Relatiedag 2019 U en Europa - biociden
Paneldiscussie: U en Europa
Tijdens de paneldiscussie is een gedeeld geluid dat (meer) overleg de ervaren knelpunten kan helpen oplossen. Commissie en beoordelingsautoriteit Ctgb willen daarvoor ruimte bieden en zien concrete mogelijkheden. Dit biedt voorlopig ook een oplossing voor het gebrek aan afgeronde guidances. Daarnaast is er behoefte aan meer regie op de (samen)werking van lidstaten. Dat is geen taak voor de Commissie, maar dit kan iets zijn voor ECHA. Een tweede aandachtspunt is de zorg om een afnemend middelenpakket, geïllustreerd met de ontwikkelingen rondom biociden. Daar zal de politiek zeker een rol in gaan spelen. Een gedeelde conclusie is dat het een gezamenlijke verantwoordelijkheid is dit jonge systeem voor biociden overeind te houden.
Panelleden; v.l.n.r.:
Joan Schouten – Anticimex/NVPB;
Mario Nagtzaam – Europese Commissie;
Ingrid Becks Ctgb;
Peter Kugel – VVGB Advocaten;
Martin Wolfs – Collegelid Ctgb
Moderator: Hans van Boven Ctgb
De paneldiscussie start met de volgende vraag aan de leden: de Europese verkiezingen zijn net achter de rug en de Commissie wordt samengesteld.
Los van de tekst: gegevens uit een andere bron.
//! Core traffic control logic
//!
//! - **rate_limiter**: per-scope token buckets
//! - **traffic_control**: the controller facade, anti-loop guard and per-scope metrics

pub mod rate_limiter;
pub mod traffic_control;
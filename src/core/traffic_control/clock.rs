//! Time source for the traffic-control gates
//!
//! Refill, cooldown and window arithmetic all read "now" through [`Clock`], so tests can
//! drive time forward with [`ManualClock`] instead of sleeping.

use std::fmt;
use std::sync::Arc;
use std::sync::atomic::{AtomicU64, Ordering};
use std::time::{Duration, Instant};

/// Monotonic time source
pub trait Clock: Send + Sync + fmt::Debug {
    /// Current instant
    fn now(&self) -> Instant;
}

/// Shared handle to a clock
pub type SharedClock = Arc<dyn Clock>;

/// Wall clock backed by [`Instant::now`]
#[derive(Debug, Default, Clone, Copy)]
pub struct SystemClock;

impl Clock for SystemClock {
    fn now(&self) -> Instant {
        Instant::now()
    }
}

/// Clock that only moves when told to
#[derive(Debug)]
pub struct ManualClock {
    base: Instant,
    offset_nanos: AtomicU64,
}

impl ManualClock {
    /// Create a manual clock pinned at the current instant
    pub fn new() -> Self {
        Self {
            base: Instant::now(),
            offset_nanos: AtomicU64::new(0),
        }
    }

    /// Move the clock forward
    pub fn advance(&self, by: Duration) {
        let nanos = u64::try_from(by.as_nanos()).unwrap_or(u64::MAX);
        self.offset_nanos.fetch_add(nanos, Ordering::SeqCst);
    }

    /// Total time advanced since creation
    pub fn elapsed(&self) -> Duration {
        Duration::from_nanos(self.offset_nanos.load(Ordering::SeqCst))
    }
}

impl Default for ManualClock {
    fn default() -> Self {
        Self::new()
    }
}

impl Clock for ManualClock {
    fn now(&self) -> Instant {
        self.base + self.elapsed()
    }
}
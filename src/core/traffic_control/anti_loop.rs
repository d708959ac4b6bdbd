//! Global anti-loop guard
//!
//! Counts every outbound request in a fixed window. Once the count passes the hard
//! cap the guard enters degraded mode for `degraded_cooldown`: critical scopes keep
//! flowing, everything else shares a small allowance. All state is atomic so the
//! guard never serializes the hot path.

use super::clock::SharedClock;
use crate::config::models::AntiLoopConfig;
use serde::Serialize;
use std::sync::atomic::{AtomicU64, Ordering};
use std::time::{Duration, Instant};
use tracing::{info, warn};

/// Fixed-window request counter with degraded mode
#[derive(Debug)]
pub struct AntiLoopGuard {
    clock: SharedClock,
    epoch: Instant,
    window_start_ns: AtomicU64,
    window_count: AtomicU64,
    /// 0 while not degraded
    degraded_until_ns: AtomicU64,
    degraded_used: AtomicU64,
    trips: AtomicU64,
}

/// Read-only view of the guard
#[derive(Debug, Clone, Serialize)]
pub struct AntiLoopSnapshot {
    /// Whether degraded mode is active
    pub degraded: bool,
    /// Remaining degraded time
    pub degraded_remaining_ms: Option<u64>,
    /// Requests counted in the current window
    pub window_count: u64,
    /// Configured cap per window
    pub hard_cap: u64,
    /// Window length in seconds
    pub window_secs: u64,
    /// How many times degraded mode was entered
    pub trips: u64,
}

impl AntiLoopGuard {
    /// Create a new guard
    pub fn new(clock: SharedClock) -> Self {
        let epoch = clock.now();
        Self {
            clock,
            epoch,
            window_start_ns: AtomicU64::new(0),
            window_count: AtomicU64::new(0),
            degraded_until_ns: AtomicU64::new(0),
            degraded_used: AtomicU64::new(0),
            trips: AtomicU64::new(0),
        }
    }

    /// Count one request in the current window and return the new count
    pub fn record_request(&self, config: &AntiLoopConfig) -> u64 {
        let now = self.now_ns();
        self.roll_window(now, config);
        self.window_count.fetch_add(1, Ordering::AcqRel) + 1
    }

    /// Whether the guard is degraded, entering degraded mode if the cap was exceeded
    pub fn is_degraded(&self, config: &AntiLoopConfig) -> bool {
        let now = self.now_ns();
        if self.degraded_remaining_at(now, config).is_some() {
            return true;
        }
        self.roll_window(now, config);
        if self.window_count.load(Ordering::Acquire) > config.hard_cap {
            self.enter_degraded(now, config);
            return true;
        }
        false
    }

    /// Admit or reject an outbound request on `scope`
    ///
    /// Returns the wait for a rejected request. The request that pushes the window
    /// past the cap is itself rejected.
    pub fn admit(&self, scope: &str, config: &AntiLoopConfig) -> Option<Duration> {
        let critical = config.is_critical(scope);
        let now = self.now_ns();

        if let Some(remaining) = self.degraded_remaining_at(now, config) {
            if critical {
                return None;
            }
            let used = self.degraded_used.fetch_add(1, Ordering::AcqRel);
            if used < config.degraded_allowance {
                return None;
            }
            return Some(remaining);
        }

        let count = self.record_request(config);
        if count > config.hard_cap {
            self.enter_degraded(now, config);
            if critical {
                return None;
            }
            return Some(config.degraded_cooldown());
        }
        None
    }

    /// Read-only view
    pub fn snapshot(&self, config: &AntiLoopConfig) -> AntiLoopSnapshot {
        let now = self.now_ns();
        let remaining = self.degraded_remaining_at(now, config);
        let window_expired =
            now.saturating_sub(self.window_start_ns.load(Ordering::Acquire)) >= window_ns(config);
        AntiLoopSnapshot {
            degraded: remaining.is_some(),
            degraded_remaining_ms: remaining.map(|d| d.as_millis() as u64),
            window_count: if window_expired {
                0
            } else {
                self.window_count.load(Ordering::Acquire)
            },
            hard_cap: config.hard_cap,
            window_secs: config.window_secs,
            trips: self.trips.load(Ordering::Relaxed),
        }
    }

    /// Leave degraded mode and clear the window
    pub fn reset(&self) {
        self.degraded_until_ns.store(0, Ordering::Release);
        self.degraded_used.store(0, Ordering::Release);
        self.window_start_ns.store(self.now_ns(), Ordering::Release);
        self.window_count.store(0, Ordering::Release);
    }

    fn now_ns(&self) -> u64 {
        let elapsed = self.clock.now().saturating_duration_since(self.epoch);
        u64::try_from(elapsed.as_nanos()).unwrap_or(u64::MAX)
    }

    fn roll_window(&self, now: u64, config: &AntiLoopConfig) {
        let start = self.window_start_ns.load(Ordering::Acquire);
        if now.saturating_sub(start) < window_ns(config) {
            return;
        }
        // Read before the swap: anything counted afterwards belongs to the new window.
        let stale = self.window_count.load(Ordering::Acquire);
        if self
            .window_start_ns
            .compare_exchange(start, now, Ordering::AcqRel, Ordering::Acquire)
            .is_ok()
        {
            let _ = self
                .window_count
                .fetch_update(Ordering::AcqRel, Ordering::Acquire, |count| {
                    Some(count.saturating_sub(stale))
                });
        }
    }

    fn enter_degraded(&self, now: u64, config: &AntiLoopConfig) {
        let until = now.saturating_add(duration_ns(config.degraded_cooldown())).max(1);
        if self
            .degraded_until_ns
            .compare_exchange(0, until, Ordering::AcqRel, Ordering::Acquire)
            .is_ok()
        {
            self.degraded_used.store(0, Ordering::Release);
            self.trips.fetch_add(1, Ordering::Relaxed);
            warn!(
                hard_cap = config.hard_cap,
                window_secs = config.window_secs,
                degraded_secs = config.degraded_cooldown_secs,
                "Anti-loop guard tripped, entering degraded mode"
            );
        }
    }

    /// Remaining degraded time, leaving degraded mode once it has expired
    fn degraded_remaining_at(&self, now: u64, config: &AntiLoopConfig) -> Option<Duration> {
        let until = self.degraded_until_ns.load(Ordering::Acquire);
        if until == 0 {
            return None;
        }
        if now < until {
            return Some(Duration::from_nanos(until - now));
        }
        if self
            .degraded_until_ns
            .compare_exchange(until, 0, Ordering::AcqRel, Ordering::Acquire)
            .is_ok()
        {
            self.degraded_used.store(0, Ordering::Release);
            self.window_start_ns.store(now, Ordering::Release);
            self.window_count.store(0, Ordering::Release);
            info!(
                window_secs = config.window_secs,
                "Anti-loop guard leaving degraded mode"
            );
        }
        None
    }
}

fn window_ns(config: &AntiLoopConfig) -> u64 {
    duration_ns(config.window())
}

fn duration_ns(duration: Duration) -> u64 {
    u64::try_from(duration.as_nanos()).unwrap_or(u64::MAX)
}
Als jullie één minuut zouden mogen bellen met de nieuwe Euro Commissaris met biociden in de portefeuille, wat zou je willen meegeven en/of willen vragen:
Joan Schouten:
Hoe overtuig ik de EC dat er genoeg middelen moeten blijven bestaan om de plaagdierenoverlast te kunnen blijven bestrijden.
Peter Kugel:
Wanneer gaat de EC toegeven dat de deadline niet wordt gehaald?
Martin Wolfs:
Ik raad de EC aan het budget voor Echa voor de actieve stoffen, substantieel te verhogen.
Ingrid Becks:
Ik wil een oproep doen om de guidances spoedig af te ronden. Tevens zou ik willen pleiten voor een meer risk based benadering in plaats van de nu vaak gehanteerde harzard benadering.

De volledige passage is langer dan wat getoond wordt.